* Your task: Pick out each line below containing "Debug".
Dataset excerpts Start Marker
impl ColorScheme {
    pub fn parse(s: &str) -> Result<Self, AnalyticsError> {
        match s {
            "heatmap" => Ok(ColorScheme::Heatmap),
            "activity" => Ok(ColorScheme::Activity),
            "grayscale" => Ok(ColorScheme::Grayscale),
            other => Err(AnalyticsError::invalid_parameter(
                "color_scheme",
                format!("unknown color scheme '{other}'"),
            )),
        }
    }
}

#[derive(Debug, Clone, Copy, PartialEq, Eq, Hash, Default, Serialize, Deserialize)]
#[serde(rename_all = "lowercase")]
pub enum AnomalyMethod {
    ZScore,
    #[default]
    Percentile,
    Threshold,
}

impl AnomalyMethod {
    pub fn as_str(&self) -> &'static str {
        match self {
            AnomalyMethod::ZScore => "zscore",
            AnomalyMethod::Percentile => "percentile",
            AnomalyMethod::Threshold => "threshold",
        }
    }

    pub fn parse(s: &str) -> Result<Self, AnalyticsError> {
        match s {
            "zscore" => Ok(AnomalyMethod::ZScore),
            "percentile" => Ok(AnomalyMethod::Percentile),
            "threshold" => Ok(AnomalyMethod::Threshold),
            other => Err(AnalyticsError::invalid_parameter(
                "method",
                format!("unknown detection method '{other}'"),
            )),
        }
    }
}

#[derive(Debug, Clone, Copy, PartialEq, Eq, Hash, Serialize, Deserialize)]
#[serde(rename_all = "lowercase")]
pub enum ClusterKind {
    Address,
    Transaction,
}

impl ClusterKind {
    pub fn parse(s: &str) -> Result<Self, AnalyticsError> {
        match s {
            "address" => Ok(ClusterKind::Address),
            "transaction" => Ok(ClusterKind::Transaction),
            other => Err(AnalyticsError::invalid_parameter(
                "cluster_type",
                format!("unknown cluster type '{other}'"),
            )),
        }
    }
}

/// Common query filter: by node type, by exact id, or both.
#[derive(Debug, Clone, Default, PartialEq, Eq, Serialize, Deserialize)]
pub struct NodeFilter {
    pub node_type: Option<NodeKind>,
    pub node_id: Option<NodeId>,
}

impl NodeFilter {
    pub fn by_type(kind: NodeKind) -> Self {
        Self {
            node_type: Some(kind),
            node_id: None,
        }
    }

    pub fn by_id(id: impl Into<NodeId>) -> Self {
        Self {
            node_type: None,
            node_id: Some(id.into()),
        }
    }

    pub fn matches(&self, node: &GraphNode) -> bool {
        if let Some(kind) = self.node_type {
            if node.kind() != kind {
                return false;
            }
        }
        if let Some(id) = &self.node_id {
            if &node.id != id {
                return false;
            }
        }
        true
    }
}
use crate::graphs::store::GraphStore;
use crate::types::*;
use anyhow::Result;

/// Format a lovelace amount for display: whole-ADA amounts are shown in
/// ADA, smaller ones in raw lovelace.
pub fn format_lovelace(amount: u64) -> String {
    if amount >= 1_000_000 {
        format!("{:.2} ADA", amount as f64 / 1_000_000.0)
    } else {
        format!("{amount} L")
    }
}

fn edge_label(edge: &GraphEdge) -> String {
    match edge.kind {
        EdgeKind::BlockContainsTx => "contains".to_string(),
        EdgeKind::AddressInputsTx => "input".to_string(),
        EdgeKind::TxOutputsAddress => format_lovelace(edge.weight.unwrap_or(0)),
    }
}

/// Sort key for snapshot output: blocks by height first, then
/// transactions, then addresses, each ordered by id so snapshots diff
/// cleanly.
fn node_sort_key(node: &GraphNode) -> (u8, u64, &str) {
    match &node.payload {
        NodePayload::Block(b) => (0, b.block_height, node.id.as_str()),
        NodePayload::Transaction(t) => (1, t.block_height, node.id.as_str()),
        NodePayload::Address(_) => (2, 0, node.id.as_str()),
    }
}

impl GraphStore {
    /// Build the serialization-ready snapshot: sorted nodes, labelled
    /// edges, and graph-level metadata.
    pub fn to_snapshot(&self) -> GraphSnapshot {
        let mut nodes = self.all_nodes(None);
        nodes.sort_by(|a, b| node_sort_key(a).cmp(&node_sort_key(b)));

        let mut edges: Vec<SnapshotEdge> = self
            .all_edges(None)
            .iter()
            .map(|e| SnapshotEdge {
                from: e.source.clone(),
                to: e.target.clone(),
                kind: e.kind,
                label: edge_label(e),
                weight: e.weight,
            })
            .collect();
        edges.sort_by(|a, b| (&a.from, &a.to).cmp(&(&b.from, &b.to)));

        GraphSnapshot {
            schema_version: SCHEMA_VERSION.to_string(),
            metadata: SnapshotMetadata {
                node_count: nodes.len(),
                edge_count: edges.len(),
                latest_block_height: self.latest_block_height(),
                last_update: self.last_update(),
            },
            nodes,
            edges,
        }
    }

    pub fn save_to_json(&self, path: &str) -> Result<()> {
        let snapshot = self.to_snapshot();
        let json = serde_json::to_string_pretty(&snapshot)?;
        std::fs::write(path, json)?;
        Ok(())
    }

    /// Rebuild a store from a snapshot. Derived metrics present in the
    /// snapshot are discarded; analytics recomputes them from topology.
    pub fn from_snapshot(snapshot: GraphSnapshot) -> Result<Self> {
        let store = GraphStore::new();
        for node in snapshot.nodes {
            store.add_node(node.id, node.payload);
        }
        for edge in snapshot.edges {
            store.add_edge(edge.from, edge.to, edge.kind, edge.weight)?;
        }
        Ok(store)
    }

    pub fn load_from_json(path: &str) -> Result<Self> {
        let contents = std::fs::read_to_string(path)?;
        let snapshot: GraphSnapshot = serde_json::from_str(&contents)?;
        Ok(Self::from_snapshot(snapshot)?)
    }
}
use anyhow::{Context, Result};
use clap::{Parser, Subcommand};
use std::path::Path;
use std::sync::Arc;

use adagraph_core::{
    AnalyticsConfig, AnalyticsEngine, AnomalyMethod, ClusterKind, ColorScheme, FlowQuery,
    GraphStore, NodeFilter, NodeKind,
};

#[derive(Parser)]
#[command(name = "adagraph")]
#[command(about = "Blockchain activity graph analytics over a saved graph snapshot")]
struct Args {
    /// Path to the graph snapshot (JSON) to analyze
    #[arg(short, long)]
    input: String,

    /// Path to custom analytics config file (YAML format)
    #[arg(short, long)]
    config: Option<String>,

    #[command(subcommand)]
    command: Command,
}

#[derive(Subcommand)]
enum Command {
    /// Print node/edge counts and the latest block height
    Summary,
    /// Structural degree metrics per node
    Degrees {
        /// Filter by node type: block, transaction or address
        #[arg(long)]
        node_type: Option<String>,
        /// Filter by exact node id
        #[arg(long)]
        node_id: Option<String>,
    },
    /// Normalized activity scores with color mapping
    Activity {
        #[arg(long)]
        node_type: Option<String>,
        /// heatmap, activity or grayscale
        #[arg(long)]
        color_scheme: Option<String>,
    },
    /// Statistically unusual blocks/transactions
    Anomalies {
        #[arg(long)]
        node_type: Option<String>,
        /// zscore, percentile or threshold
        #[arg(long)]
        method: Option<String>,
        #[arg(long)]
        threshold: Option<f64>,
    },
    /// Community clusters over the recent block window
    Clusters {
        /// address or transaction
        #[arg(long)]
        cluster_type: String,
        /// Trailing block window (20-50)
        #[arg(long)]
        time_window_blocks: Option<u32>,
    },
    /// Value-flow paths from a seed address or transaction
    Flow {
        #[arg(long)]
        start_address: Option<String>,
        #[arg(long)]
        transaction_id: Option<String>,
        #[arg(long)]
        max_depth: Option<u32>,
        #[arg(long)]
        max_blocks: Option<u32>,
    },
    /// Force every metric family to recompute
    Recalculate,
}

fn parse_filter(node_type: Option<&str>, node_id: Option<String>) -> Result<NodeFilter> {
    let node_type = node_type.map(NodeKind::parse).transpose()?;
    Ok(NodeFilter { node_type, node_id })
}

fn print_json<T: serde::Serialize>(value: &T) -> Result<()> {
    println!("{}", serde_json::to_string_pretty(value)?);
    Ok(())
}

fn main() -> Result<()> {
    tracing_subscriber::fmt()
        .with_env_filter(tracing_subscriber::EnvFilter::from_default_env())
        .init();

    let args = Args::parse();

    if !Path::new(&args.input).exists() {
        eprintln!("⚠️  Snapshot not found at: {}", args.input);
        eprintln!("   Please check the file path.");
        std::process::exit(1);
    }

    let config = AnalyticsConfig::load_with_fallback(args.config.as_deref());
    let store = Arc::new(
        GraphStore::load_from_json(&args.input)
            .with_context(|| format!("failed to load snapshot from {}", args.input))?,
    );
    let engine = AnalyticsEngine::with_config(store.clone(), config);

    match args.command {
        Command::Summary => {
            println!("📊 Graph summary for {}", args.input);
            println!("   - Nodes: {}", store.node_count());
            println!("   - Edges: {}", store.edge_count());
            match store.latest_block_height() {
                Some(height) => println!("   - Latest block height: {height}"),
                None => println!("   - Latest block height: none (no blocks loaded)"),
            }
        }
        Command::Degrees { node_type, node_id } => {
            let filter = parse_filter(node_type.as_deref(), node_id)?;
            print_json(&engine.degree_metrics(&filter)?)?;
        }
        Command::Activity {
            node_type,
            color_scheme,
        } => {
            let filter = parse_filter(node_type.as_deref(), None)?;
            let scheme = color_scheme
                .as_deref()
                .map(ColorScheme::parse)
                .transpose()?;
            print_json(&engine.activity_metrics(&filter, scheme)?)?;
        }
        Command::Anomalies {
            node_type,
            method,
            threshold,
        } => {
            let filter = parse_filter(node_type.as_deref(), None)?;
            let method = method.as_deref().map(AnomalyMethod::parse).transpose()?;
            print_json(&engine.anomalies(&filter, method, threshold)?)?;
        }
        Command::Clusters {
            cluster_type,
            time_window_blocks,
        } => {
            let kind = ClusterKind::parse(&cluster_type)?;
            print_json(&engine.clusters(kind, time_window_blocks)?)?;
        }
        Command::Flow {
            start_address,
            transaction_id,
            max_depth,
            max_blocks,
        } => {
            let query = FlowQuery {
                start_address,
                transaction_id,
                max_depth: max_depth.unwrap_or(engine.config().default_flow_depth),
                max_blocks: max_blocks.unwrap_or(engine.config().default_flow_blocks),
            };
            print_json(&engine.flow_paths(&query)?)?;
        }
        Command::Recalculate => {
            let summary = engine.recalculate_all();
            println!("✅ Recalculation finished");
            print_json(&summary)?;
        }
    }

    Ok(())
}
Dataset excerpts End Marker
* Finished exercise:
#[derive(Debug, Clone, Copy, PartialEq, Eq, Hash, Default, Serialize, Deserialize)]
#[derive(Debug, Clone, Copy, PartialEq, Eq, Hash, Serialize, Deserialize)]
#[derive(Debug, Clone, Default, PartialEq, Eq, Serialize, Deserialize)]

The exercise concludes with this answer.